*PROVIDED RECORDS*.
-=-=-

//! Configuration loader with environment variable expansion

use super::{ConfigError, EnvAuthConfig};
use std::path::Path;

/// Configuration loader
pub struct ConfigLoader;

impl ConfigLoader {
    /// Load configuration from a file
    pub fn load<P: AsRef<Path>>(path: P) -> Result<EnvAuthConfig, ConfigError> {
        let content = std::fs::read_to_string(path)?;
        let expanded = Self::expand_env_vars(&content);
        let config: EnvAuthConfig = serde_yaml::from_str(&expanded)?;
        config.validate()?;
        Ok(config)
    }

    /// Expand `${VAR_NAME}` and `${VAR_NAME:-default}` placeholders.
    ///
    /// An unset variable without a default keeps the original placeholder.
    fn expand_env_vars(content: &str) -> String {
        let re = regex_lite::Regex::new(r"\$\{([A-Z_][A-Z0-9_]*)(?::-([^}]*))?\}").unwrap();
        let mut result = String::with_capacity(content.len());
        let mut last = 0;

        for cap in re.captures_iter(content) {
            let full = cap.get(0).unwrap();
            result.push_str(&content[last..full.start()]);

            let name = cap.get(1).unwrap().as_str();
            match std::env::var(name) {
                Ok(value) => result.push_str(&value),
                Err(_) => match cap.get(2) {
                    Some(default) => result.push_str(default.as_str()),
                    None => result.push_str(full.as_str()),
                },
            }

            last = full.end();
        }

        result.push_str(&content[last..]);
        result
    }
}
//! User lookup
//!
//! The collaborator that maps a canonical identity to a user record.
//! Storage and querying live behind this seam; the crate only consumes it.

use async_trait::async_trait;
use serde::{Deserialize, Serialize};
use std::collections::HashMap;
use thiserror::Error;

/// Lookup errors
#[derive(Error, Debug)]
pub enum LookupError {
    #[error("Backend error: {0}")]
    Backend(String),
}

/// A resolved user record.
///
/// `attributes` carries whatever the backing store knows about the user
/// (display name, mail, group memberships) as free-form values.
#[derive(Debug, Clone, PartialEq, Serialize, Deserialize)]
pub struct UserRecord {
    pub username: String,
    #[serde(default)]
    pub attributes: HashMap<String, serde_json::Value>,
}

impl UserRecord {
    /// Create a record with no extra attributes
    pub fn new(username: impl Into<String>) -> Self {
        Self {
            username: username.into(),
            attributes: HashMap::new(),
        }
    }
}

/// User lookup trait
///
/// `Ok(None)` means the identity matched no user; `Err` means the
/// collaborator itself failed and is propagated unchanged.
#[async_trait]
pub trait UserLookup: Send + Sync {
    /// Find the user record for a canonical identity
    async fn find_by_identity(&self, identity: &str) -> Result<Option<UserRecord>, LookupError>;
}

/// Map-backed lookup for tests and embedding hosts without a user store.
///
/// # Example
///
/// ```
/// use torii_envauth::lookup::{MemoryUserLookup, UserRecord};
///
/// let lookup = MemoryUserLookup::new().with_user(UserRecord::new("alice"));
/// ```
#[derive(Debug, Default)]
pub struct MemoryUserLookup {
    users: HashMap<String, UserRecord>,
}

impl MemoryUserLookup {
    pub fn new() -> Self {
        Self::default()
    }

    /// Add a user, keyed by its username
    #[must_use]
    pub fn with_user(mut self, user: UserRecord) -> Self {
        self.users.insert(user.username.clone(), user);
        self
    }
}

#[async_trait]
impl UserLookup for MemoryUserLookup {
    async fn find_by_identity(&self, identity: &str) -> Result<Option<UserRecord>, LookupError> {
        Ok(self.users.get(identity).cloned())
    }
}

-=-=-

*WHAT YOU NEED TO DO*. Copy out every line of the data above, exactly as given.

*RESPONSE BELOW*.
//! Configuration loader with environment variable expansion

use super::{ConfigError, EnvAuthConfig};
use std::path::Path;

/// Configuration loader
pub struct ConfigLoader;

impl ConfigLoader {
    /// Load configuration from a file
    pub fn load<P: AsRef<Path>>(path: P) -> Result<EnvAuthConfig, ConfigError> {
        let content = std::fs::read_to_string(path)?;
        let expanded = Self::expand_env_vars(&content);
        let config: EnvAuthConfig = serde_yaml::from_str(&expanded)?;
        config.validate()?;
        Ok(config)
    }

    /// Expand `${VAR_NAME}` and `${VAR_NAME:-default}` placeholders.
    ///
    /// An unset variable without a default keeps the original placeholder.
    fn expand_env_vars(content: &str) -> String {
        let re = regex_lite::Regex::new(r"\$\{([A-Z_][A-Z0-9_]*)(?::-([^}]*))?\}").unwrap();
        let mut result = String::with_capacity(content.len());
        let mut last = 0;

        for cap in re.captures_iter(content) {
            let full = cap.get(0).unwrap();
            result.push_str(&content[last..full.start()]);

            let name = cap.get(1).unwrap().as_str();
            match std::env::var(name) {
                Ok(value) => result.push_str(&value),
                Err(_) => match cap.get(2) {
                    Some(default) => result.push_str(default.as_str()),
                    None => result.push_str(full.as_str()),
                },
            }

            last = full.end();
        }

        result.push_str(&content[last..]);
        result
    }
}
//! User lookup
//!
//! The collaborator that maps a canonical identity to a user record.
//! Storage and querying live behind this seam; the crate only consumes it.

use async_trait::async_trait;
use serde::{Deserialize, Serialize};
use std::collections::HashMap;
use thiserror::Error;

/// Lookup errors
#[derive(Error, Debug)]
pub enum LookupError {
    #[error("Backend error: {0}")]
    Backend(String),
}

/// A resolved user record.
///
/// `attributes` carries whatever the backing store knows about the user
/// (display name, mail, group memberships) as free-form values.
#[derive(Debug, Clone, PartialEq, Serialize, Deserialize)]
pub struct UserRecord {
    pub username: String,
    #[serde(default)]
    pub attributes: HashMap<String, serde_json::Value>,
}

impl UserRecord {
    /// Create a record with no extra attributes
    pub fn new(username: impl Into<String>) -> Self {
        Self {
            username: username.into(),
            attributes: HashMap::new(),
        }
    }
}

/// User lookup trait
///
/// `Ok(None)` means the identity matched no user; `Err` means the
/// collaborator itself failed and is propagated unchanged.
#[async_trait]
pub trait UserLookup: Send + Sync {
    /// Find the user record for a canonical identity
    async fn find_by_identity(&self, identity: &str) -> Result<Option<UserRecord>, LookupError>;
}

/// Map-backed lookup for tests and embedding hosts without a user store.
///
/// # Example
///
/// ```
/// use torii_envauth::lookup::{MemoryUserLookup, UserRecord};
///
/// let lookup = MemoryUserLookup::new().with_user(UserRecord::new("alice"));
/// ```
#[derive(Debug, Default)]
pub struct MemoryUserLookup {
    users: HashMap<String, UserRecord>,
}

impl MemoryUserLookup {
    pub fn new() -> Self {
        Self::default()
    }

    /// Add a user, keyed by its username
    #[must_use]
    pub fn with_user(mut self, user: UserRecord) -> Self {
        self.users.insert(user.username.clone(), user);
        self
    }
}

#[async_trait]
impl UserLookup for MemoryUserLookup {
    async fn find_by_identity(&self, identity: &str) -> Result<Option<UserRecord>, LookupError> {
        Ok(self.users.get(identity).cloned())
    }
}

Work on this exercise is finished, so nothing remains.